### WHAT IS BEING ASKED
Each entry listed below should be reproduced word for word.

### RECORDED DATA
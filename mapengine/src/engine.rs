//! The map coordinator.
//!
//! [`MapEngine`] owns the [`World`] and every cache derived from it. Pointer
//! input goes in through [`MapEngine::handle_pointer`]; notifications for the
//! host come back as [`MapEvent`]s. Long raster passes advance a band at a
//! time in [`MapEngine::tick`], and frames are produced by
//! [`MapEngine::render_if_needed`].

use image::{Rgba, RgbaImage};
use log::{debug, info};
use mapdata::index::IndexBuilder;
use mapdata::{
    CountryRules, CountryTable, CountryTag, ImportReport, MapAssets, OwnershipChange,
    OwnershipMap, Province, ProvinceId,
};
use std::collections::BTreeMap;

use crate::borders::{BorderJob, OutlineCache};
use crate::camera::Camera;
use crate::compositor::{self, BaseLayers, Frame, RedrawScheduler, Selection};
use crate::config::EngineConfig;
use crate::error::EngineError;
use crate::input::{GestureMachine, InputCommand, PointerEvent};
use crate::job::{self, Progress};
use crate::labels::{self, Anchor, ApproxMetrics, GlyphMetrics, LabelCache, PlacedLabel};
use crate::political::PoliticalJob;
use crate::text::TextRenderer;
use crate::world::World;

pub use crate::input::InteractionMode;

/// Notifications for the host application.
#[derive(Debug, Clone, PartialEq, Eq)]
pub enum MapEvent {
    /// A land province became selected.
    ProvinceClicked(ProvinceId),
    /// The land province under the pointer changed.
    HoverChanged(Option<ProvinceId>),
    OwnershipChanged(OwnershipChange),
}

pub struct MapEngine {
    world: World,
    config: EngineConfig,
    camera: Camera,
    gestures: GestureMachine,
    mode: InteractionMode,
    paint_country: Option<CountryTag>,
    selected: Option<ProvinceId>,
    hovered: Option<ProvinceId>,
    selection_opacity: f32,
    /// Political opacity restored when the layer is toggled back on.
    political_shown: f32,

    base: BaseLayers,
    political_job: Option<PoliticalJob>,
    political: Option<RgbaImage>,
    border_job: Option<BorderJob>,
    borders: Option<RgbaImage>,
    labels: LabelCache,
    outlines: OutlineCache,

    scheduler: RedrawScheduler,
    text: Option<TextRenderer>,
}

### PROBLEM SOLUTION
filename mapengine/src/engine.rs
//! The map coordinator.
//!
//! [`MapEngine`] owns the [`World`] and every cache derived from it. Pointer
//! input goes in through [`MapEngine::handle_pointer`]; notifications for the
//! host come back as [`MapEvent`]s. Long raster passes advance a band at a
//! time in [`MapEngine::tick`], and frames are produced by
//! [`MapEngine::render_if_needed`].

use image::{Rgba, RgbaImage};
use log::{debug, info};
use mapdata::index::IndexBuilder;
use mapdata::{
    CountryRules, CountryTable, CountryTag, ImportReport, MapAssets, OwnershipChange,
    OwnershipMap, Province, ProvinceId,
};
use std::collections::BTreeMap;

use crate::borders::{BorderJob, OutlineCache};
use crate::camera::Camera;
use crate::compositor::{self, BaseLayers, Frame, RedrawScheduler, Selection};
use crate::config::EngineConfig;
use crate::error::EngineError;
use crate::input::{GestureMachine, InputCommand, PointerEvent};
use crate::job::{self, Progress};
use crate::labels::{self, Anchor, ApproxMetrics, GlyphMetrics, LabelCache, PlacedLabel};
use crate::political::PoliticalJob;
use crate::text::TextRenderer;
use crate::world::World;

pub use crate::input::InteractionMode;

/// Notifications for the host application.
#[derive(Debug, Clone, PartialEq, Eq)]
pub enum MapEvent {
    /// A land province became selected.
    ProvinceClicked(ProvinceId),
    /// The land province under the pointer changed.
    HoverChanged(Option<ProvinceId>),
    OwnershipChanged(OwnershipChange),
}

pub struct MapEngine {
    world: World,
    config: EngineConfig,
    camera: Camera,
    gestures: GestureMachine,
    mode: InteractionMode,
    paint_country: Option<CountryTag>,
    selected: Option<ProvinceId>,
    hovered: Option<ProvinceId>,
    selection_opacity: f32,
    /// Political opacity restored when the layer is toggled back on.
    political_shown: f32,

    base: BaseLayers,
    political_job: Option<PoliticalJob>,
    political: Option<RgbaImage>,
    border_job: Option<BorderJob>,
    borders: Option<RgbaImage>,
    labels: LabelCache,
    outlines: OutlineCache,

    scheduler: RedrawScheduler,
    text: Option<TextRenderer>,
}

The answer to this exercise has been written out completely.